- Born: Sheila May Tousey June 4, 1959 (age 67) Keshena, Wisconsin, U.S.
- Education: University of New Mexico, Albuquerque (BA) New York University (MFA)
- Occupation: Actress
- Years active: 1992–present

= Sheila Tousey =

American actress (born 1959)

Sheila May Tousey (born June 4, 1959) is a Native American actress.

==Biography==
Born in Keshena, Wisconsin in 1959, Tousey is a stage and film actress of Menominee and Stockbridge-Munsee descent. She was raised on both Menominee and Stockbridge-Munsee reservations. Tousey began dancing as a small child.

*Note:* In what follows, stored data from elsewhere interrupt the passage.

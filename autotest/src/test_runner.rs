//! Test runner
//!
//! Runs the cases of a discovered suite one after another, each against a
//! fresh [`TestContext`], and collects the outcomes into a [`TestReport`].

use std::collections::BTreeSet;
use std::time::Instant;
use serde::{Deserialize, Serialize};
use tracing::{debug, info, warn};
use crate::test_context::TestContext;
use crate::test_discovery::{Tag, TestCase, TestSuite};
use crate::test_report::{TestRecord, TestReport, TestReporter};

/// Test runner configuration
#[derive(Debug, Clone, Default)]
pub struct TestRunnerConfig {
    /// Running as the direct entry point; enables test diagnostics
    pub local: bool,

    /// Test name filter pattern
    pub filter: Option<String>,

    /// Only run tests carrying one of these tags (all tests when empty)
    pub include_tags: BTreeSet<Tag>,

    /// Never run tests carrying one of these tags
    pub exclude_tags: BTreeSet<Tag>,
}

/// Test result
#[derive(Debug, Clone, PartialEq, Serialize, Deserialize)]
pub enum TestResult {
    /// Test passed
    Pass {
        duration_ms: u64,
        output: Option<String>,
    },

    /// Test failed
    Fail {
        duration_ms: u64,
        error: String,
        output: Option<String>,
    },

    /// Test was skipped
    Skipped {
        reason: String,
    },
}

impl TestResult {
    pub fn is_pass(&self) -> bool {
        matches!(self, TestResult::Pass { .. })
    }

    pub fn is_fail(&self) -> bool {
        matches!(self, TestResult::Fail { .. })
    }
}

/// Test runner
pub struct TestRunner {
    config: TestRunnerConfig,
}

impl TestRunner {
    pub fn new(config: TestRunnerConfig) -> Self {
        Self { config }
    }

    /// Run all selected tests in a test suite
    pub fn run_suite(&self, suite: &TestSuite, reporter: &dyn TestReporter) -> TestReport {
        reporter.on_suite_start(suite);

        let start_time = Instant::now();
        let mut report = TestReport::new(suite.name.clone());

        let tests_to_run: Vec<&TestCase> = suite.tests.iter()
            .filter(|test| self.should_run_test(suite, test))
            .collect();

        reporter.on_test_count(tests_to_run.len());

        for test in tests_to_run {
            reporter.on_test_start(test);
            let record = self.run_test(suite, test);
            reporter.on_test_finish(test, &record.result);
            report.add_record(record);
        }

        report.duration_ms = start_time.elapsed().as_millis() as u64;
        info!(
            suite = %report.name,
            passed = report.stats.passed,
            failed = report.stats.failed,
            skipped = report.stats.skipped,
            "suite finished"
        );
        reporter.on_suite_finish(&report);

        report
    }

    /// Run a single test against a fresh context
    pub fn run_test(&self, suite: &TestSuite, test: &TestCase) -> TestRecord {
        let tags = suite.tags_of(test);

        if test.attributes.skip {
            let reason = test.attributes.skip_reason.clone()
                .unwrap_or_else(|| "skipped".to_string());
            debug!(test = %test.name, %reason, "skipping test");
            return TestRecord::new(test, tags, TestResult::Skipped { reason }, Default::default());
        }

        debug!(test = %test.name, "running test");
        let mut ctx = TestContext::new(test.name.clone(), self.config.local);

        let start = Instant::now();
        let outcome = test.invoke(&mut ctx);
        let duration_ms = start.elapsed().as_millis() as u64;

        let (locals, output) = ctx.finish();
        let result = match outcome {
            Ok(()) => TestResult::Pass { duration_ms, output },
            Err(e) => {
                warn!(test = %test.name, error = %e, "test failed");
                TestResult::Fail {
                    duration_ms,
                    error: e.to_string(),
                    output,
                }
            }
        };

        TestRecord::new(test, tags, result, locals)
    }

    fn should_run_test(&self, suite: &TestSuite, test: &TestCase) -> bool {
        if let Some(filter) = &self.config.filter {
            if !test.name.contains(filter.as_str()) {
                return false;
            }
        }

        let tags = suite.tags_of(test);
        if tags.iter().any(|tag| self.config.exclude_tags.contains(tag)) {
            return false;
        }

        self.config.include_tags.is_empty()
            || tags.iter().any(|tag| self.config.include_tags.contains(tag))
    }
}

#[cfg(test)]
mod tests {
    use super::*;
    use crate::error::TestError;
    use crate::test_report::SilentReporter;
    use serde_json::json;

    fn suite() -> TestSuite {
        TestSuite::new("runner", "Runner tests")
            .case(TestCase::new("test_fails", "compares 3 with 2", |ctx| {
                ctx.set("value", 3)?;
                ctx.assert_eq(1 + 2, 2, "unexpected result")
            }))
            .case(TestCase::new("test_passes", "records a value", |ctx| {
                ctx.set("value", 2)?;
                ctx.report("passes result: 2");
                ctx.assert_eq(1 + 1, 2, "unexpected result")
            }))
            .case(TestCase::new("test_slow", "long-running", |_| Ok(())).tag(Tag::LONG))
            .case(TestCase::new("test_todo", "skipped", |_| Err(TestError::failed("never runs")))
                .skip("not ready"))
    }

    #[test]
    fn test_failure_does_not_abort_run() {
        let runner = TestRunner::new(TestRunnerConfig::default());
        let report = runner.run_suite(&suite(), &SilentReporter);

        assert_eq!(report.stats.total, 4);
        assert_eq!(report.stats.passed, 2);
        assert_eq!(report.stats.failed, 1);
        assert_eq!(report.stats.skipped, 1);

        assert!(report.get("test_fails").unwrap().result.is_fail());
        assert!(!report.get("test_passes").unwrap().result.is_fail());
        match &report.get("test_fails").unwrap().result {
            TestResult::Fail { error, .. } => {
                assert!(error.contains("expected 2"));
                assert!(error.contains("got 3"));
            }
            other => panic!("expected failure, got {:?}", other),
        }
    }

    #[test]
    fn test_locals_and_output_recorded() {
        let runner = TestRunner::new(TestRunnerConfig::default());
        let report = runner.run_suite(&suite(), &SilentReporter);

        let record = report.get("test_passes").unwrap();
        assert_eq!(record.locals["value"], json!(2));
        match &record.result {
            TestResult::Pass { output, .. } => {
                assert_eq!(output.as_deref(), Some("passes result: 2"));
            }
            other => panic!("expected pass, got {:?}", other),
        }
    }

    #[test]
    fn test_exclude_tag() {
        let config = TestRunnerConfig {
            exclude_tags: [Tag::LONG].into_iter().collect(),
            ..Default::default()
        };
        let report = TestRunner::new(config).run_suite(&suite(), &SilentReporter);
        assert!(report.get("test_slow").is_none());
        assert_eq!(report.stats.total, 3);
    }

    #[test]
    fn test_include_tag() {
        let config = TestRunnerConfig {
            include_tags: [Tag::LONG].into_iter().collect(),
            ..Default::default()
        };
        let report = TestRunner::new(config).run_suite(&suite(), &SilentReporter);
        assert_eq!(report.stats.total, 1);
        assert!(report.get("test_slow").unwrap().result.is_pass());
    }

    #[test]
    fn test_filter() {
        let config = TestRunnerConfig {
            filter: Some("pass".to_string()),
            ..Default::default()
        };
        let report = TestRunner::new(config).run_suite(&suite(), &SilentReporter);
        assert_eq!(report.stats.total, 1);
        assert!(report.is_success());
    }

    #[test]
    fn test_context_is_fresh_per_test() {
        let suite = TestSuite::new("isolation", "")
            .case(TestCase::new("test_a", "", |ctx| ctx.set("a", 1)))
            .case(TestCase::new("test_b", "", |ctx| {
                ctx.assert_true(ctx.get("a").is_none(), "saw state from another test")
            }));
        let report = TestRunner::new(TestRunnerConfig::default()).run_suite(&suite, &SilentReporter);
        assert!(report.is_success());
        assert!(!report.get("test_b").unwrap().locals.contains_key("a"));
    }
}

She did not perform on stage until she attended Albuquerque's University of New Mexico. She initially entered the university's law program, planning to specialize in federal contracts and Native American law, but later changed her major to English. At the time, she started taking theater arts courses. After graduating, Tousey enrolled in the graduate acting program at New York University's Tisch School of the Arts. She directed her first play, An Evening at the Warbonnet, at the University of New Mexico in 1994.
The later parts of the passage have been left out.